Part 22.

13.7K 1.3K 269
                                    

Menikah bukan cuma menyatukan dua manusia yang berbeda, tapi juga menjadikan keduanya mau menerima dan mengatasi perbedaan yang ada.

- kata Iqbal Sya'bani -

***

Luli memicingkan mata, kepalanya terasa begitu berat. Ia hendak bangkit, ketika sebuah lengan merengkuhnya.

"Alhamdulillah. Kamu tidur kaya orang pingsan, aku kuatir banget. Apa yang kamu rasakan, Neng? Minum obat ya?"

"Ini jam berapa, Kak?" Luli menatap suaminya. Dari sudut matanya, terlihat sebuah macbook terbuka dengan layar menyala. Hendak komplain, tapi ia merasa tak cukup daya.

"Jam satu lebih. Kamu tiduran aja kalau masih berat."

Luli menghela napas. Ia teringat belum salat isya.

"Saya belum salat, Kak. Mau wudhu."

"Iya, sebentar lagi ya. Kamu kumpulin dulu kesadaranmu. Jangan langsung bangun, turun, dan kena air."

"Tapi saya nggak tenang kalau belum salat, Kak."

"Oke. Aku gendong ya?" Luli terpaksa mengiyakan. Badannya memang terasa tak enak. Maka ia memilih pasrah, tak mendebat suaminya.

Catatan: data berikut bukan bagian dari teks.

use bytes::Bytes;
use serde_json::Value;
use thingview_common::{DomId, PropertyDescriptor, utils::escape_html};

use crate::dom::{EventKind, EventTarget};

/// A fetch the image modal wants made. `load` identifies it so late
/// arrivals can be told apart from the current one.
#[derive(Debug, Clone, PartialEq, Eq)]
pub struct MediaFetch {
    pub property: String,
    pub href: String,
    pub load: u64,
}

#[derive(Debug)]
struct ImageModal {
    load: u64,
    image: Option<Bytes>,
    listeners: EventTarget,
}

#[derive(Debug)]
pub struct ImageDetail {
    name: String,
    label: String,
    id: DomId,
    href: Option<String>,
    listeners: EventTarget,
    modal: Option<ImageModal>,
    next_load: u64,
    queued: Option<MediaFetch>,
}

impl ImageDetail {
    pub fn new(name: &str, descriptor: &PropertyDescriptor) -> Self {
        Self {
            name: name.to_owned(),
            label: descriptor.label_or(name).to_owned(),
            id: DomId::new("image", name),
            href: descriptor.image_href().map(str::to_owned),
            listeners: EventTarget::default(),
            modal: None,
            next_load: 0,
            queued: None,
        }
    }

    pub fn name(&self) -> &str {
        &self.name
    }

    pub fn listeners(&self) -> &EventTarget {
        &self.listeners
    }

    pub fn attach(&mut self) {
        if self.listeners.is_empty() {
            self.listeners.add(EventKind::Click);
        }
    }

    pub fn is_open(&self) -> bool {
        self.modal.is_some()
    }

    /// The image currently shown in the modal.
    pub fn image(&self) -> Option<&Bytes> {
        self.modal.as_ref().and_then(|modal| modal.image.as_ref())
    }

    /// Opens the modal and queues a fresh fetch of the image.
    pub fn open(&mut self) -> bool {
        if self.href.is_none() {
            tracing::warn!(property = %self.name, "image property has no image link");
            return false;
        }

        if self.modal.is_none() {
            // close and refresh buttons
            let mut listeners = EventTarget::default();
            listeners.add(EventKind::Click);
            listeners.add(EventKind::Click);
            self.modal = Some(ImageModal { load: 0, image: None, listeners });
        }

        self.refresh();
        true
    }

    /// Queues another fetch if the modal is open. The previous image stays
    /// up until the new one arrives.
    pub fn refresh(&mut self) {
        let (Some(modal), Some(href)) = (&mut self.modal, &self.href) else {
            return;
        };

        self.next_load += 1;
        modal.load = self.next_load;

        self.queued = Some(MediaFetch {
            property: self.name.clone(),
            href: href.clone(),
            load: self.next_load,
        });
    }

    pub fn take_fetch(&mut self) -> Option<MediaFetch> {
        self.queued.take()
    }

    /// Shows a fetched image. Returns false if the modal was closed or a
    /// newer fetch has been issued since.
    pub fn loaded(&mut self, load: u64, image: Bytes) -> bool {
        match &mut self.modal {
            Some(modal) if modal.load == load => {
                modal.image = Some(image);
                true
            }
            _ => {
                tracing::debug!(property = %self.name, load, "dropping stale image");
                false
            }
        }
    }

    pub fn close(&mut self) {
        self.modal = None;
        self.queued = None;
    }

    /// The property's value changed; the image behind it probably did too.
    pub fn update(&mut self, _value: Option<&Value>) {
        self.refresh();
    }

    pub fn view(&self) -> String {
        format!(
            r#"<div class="thing-detail-container"><div id="{}" class="thing-detail image-property"><img class="image-property-icon" src="/images/image.svg" alt=""></div><div class="thing-detail-label">{}</div></div>"#,
            self.id,
            escape_html(&self.label),
        )
    }

    pub fn modal_view(&self) -> Option<String> {
        let modal = self.modal.as_ref()?;

        let content = match &modal.image {
            Some(_) => format!(r#"<img class="media-modal-image" src="blob:{}/{}">"#, self.id, modal.load),
            None => r#"<div class="media-modal-loading"></div>"#.to_owned(),
        };

        Some(format!(
            r#"<div class="media-modal-frame"><div class="media-modal"><button class="media-modal-close"></button><button class="media-modal-refresh"></button>{content}</div></div>"#
        ))
    }

    #[cfg(test)]
    fn modal_listeners(&self) -> usize {
        self.modal.as_ref().map_or(0, |modal| modal.listeners.len())
    }
}

#[cfg(test)]
mod tests {
    use serde_json::json;

    use super::*;

    fn camera() -> ImageDetail {
        let descriptor = serde_json::from_value::<PropertyDescriptor>(json!({
            "@type": "ImageProperty",
            "readOnly": true,
            "links": [
                { "rel": "alternate", "mediaType": "image/jpeg", "href": "/media/cam/snap.jpg" },
            ],
        }))
        .unwrap();

        ImageDetail::new("snapshot", &descriptor)
    }

    #[test]
    fn fetches_on_every_open() {
        let mut image = camera();
        assert_eq!(image.take_fetch(), None);

        assert!(image.open());
        let first = image.take_fetch().unwrap();
        assert_eq!(first.href, "/media/cam/snap.jpg");
        assert!(image.loaded(first.load, Bytes::from_static(b"one")));
        image.close();

        assert!(image.open());
        let second = image.take_fetch().unwrap();
        assert_ne!(first.load, second.load);
        assert_eq!(image.image(), None);
    }

    #[test]
    fn drops_loads_after_close() {
        let mut image = camera();

        image.open();
        let fetch = image.take_fetch().unwrap();
        image.close();

        assert!(!image.loaded(fetch.load, Bytes::from_static(b"late")));
        assert_eq!(image.modal_view(), None);
    }

    #[test]
    fn refresh_supersedes_pending_load() {
        let mut image = camera();

        image.open();
        let old = image.take_fetch().unwrap();
        image.update(Some(&json!(null)));
        let new = image.take_fetch().unwrap();

        assert!(!image.loaded(old.load, Bytes::from_static(b"old")));
        assert!(image.loaded(new.load, Bytes::from_static(b"new")));
        assert_eq!(image.image().unwrap().as_ref(), b"new");
        assert!(image.modal_view().unwrap().contains("media-modal-image"));
    }

    #[test]
    fn refresh_button_refetches() {
        let mut image = camera();

        image.open();
        assert!(image.modal_view().unwrap().contains("media-modal-refresh"));

        let mut loads = vec![image.take_fetch().unwrap().load];
        for _ in 0..2 {
            image.refresh();
            loads.push(image.take_fetch().unwrap().load);
        }

        assert_eq!(loads, [1, 2, 3]);
    }

    #[test]
    fn closed_modal_does_not_refresh() {
        let mut image = camera();

        image.update(None);
        assert_eq!(image.take_fetch(), None);
    }

    #[test]
    fn modal_listeners_released_on_close() {
        let mut image = camera();
        image.attach();
        image.attach();
        assert_eq!(image.listeners().count(EventKind::Click), 1);

        for _ in 0..3 {
            image.open();
            assert_eq!(image.modal_listeners(), 2);
            image.close();
            assert_eq!(image.modal_listeners(), 0);
        }
    }

    #[test]
    fn missing_link() {
        let mut image = ImageDetail::new("snapshot", &PropertyDescriptor::default());

        assert!(!image.open());
        assert!(!image.is_open());
    }
}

Dengan telaten Iqbal menggulung celana panjang istrinya hingga bawah lutut. Lalu mengikat rambut ikal yang aroma stroberinya tak pernah bosan ia hirup.

Tanpa kesulitan ia mengangkat Luli, yang langsung bersandar manja pada lengannya.

"Ehm ehm." Sebuah suara terdengar dari depan mereka. Sesosok jangkung tampak beraktivitas di dapur.

"Belum tidur, Fik?" Iqbal berbasa-basi.

"Nara lho sampai tanya, sebenarnya Luli yang lebay atau kamu yang bucin?" ujar Fikar tanpa menoleh. Bukannya menjawab, ia malah tersenyum meledek pada kedua adiknya.

"Apa sih, Mas? Ngejek orang nggak lihat sikon." Luli meluapkan kekesalan meski dengan lemah.

"Udah, wudhu dulu. Yang lain-lain nanti lagi." Iqbal menenangkan. Menurunkan Luli di kamar mandi, lantas menunggu di depan pintu. Luli tak berkenan untuk dibantu. Mungkin malu.

Usai buang air kecil, mencuci muka, gosok gigi, dan berwudhu, Luli keluar dengan kondisi lebih segar.

"Kamu kenapa?" tanya Fikar sambil mendekati adiknya.

"Nggak usah terlalu dipikirkan. Iqbal ya begitu. Penggemarnya mengular. Itu baru anak sipil. Belum yang anak arsitektur, industri, kimia, elektro. Jangan salah, anak fakultas lain juga ada lho. Hukum, fisip, psikologi, eko---"

"Ck. Kamu kesambet apa, sih, Fik? Tumben-tumbenan provokatif gini." Iqbal kesal sekaligus heran. Tak biasanya Fikar 'ember' begitu.

"Iya tuh, lamb* turah! Malam Jum'at obatnya habis kali. Atau ... nggak dapet jatah dari Nara." Luli menimpali.

"Wow. Anak kecil sudah bisa ngomong jatah segala." Fikar lagi-lagi tersenyum. Kemudian ia menggendong Luli tanpa permisi.

"Mas, turunin! Apaan sih? Aku bukan anak kecil lagi. Aku tuh udah punya suami. Turunin ih. Lebay banget sih." Luli mendorong-dorong dada kakaknya. Tapi percuma.

Iqbal mengikuti mereka. Hatinya merasa tak terima. Kalau saja bukan kakak kandung istrinya, pasti sudah dia ajak baku hantam saat itu juga.

"Sudah, nggak usah dipikirkan bercandanya Iqbal. Percayalah, dia nggak akan berani nyari yang kedua, ketiga, atau keempat. Menghadapi kamu saja dia sudah nggak berdaya begitu." Fikar menasehati Luli setelah menaruhnya di atas kasur.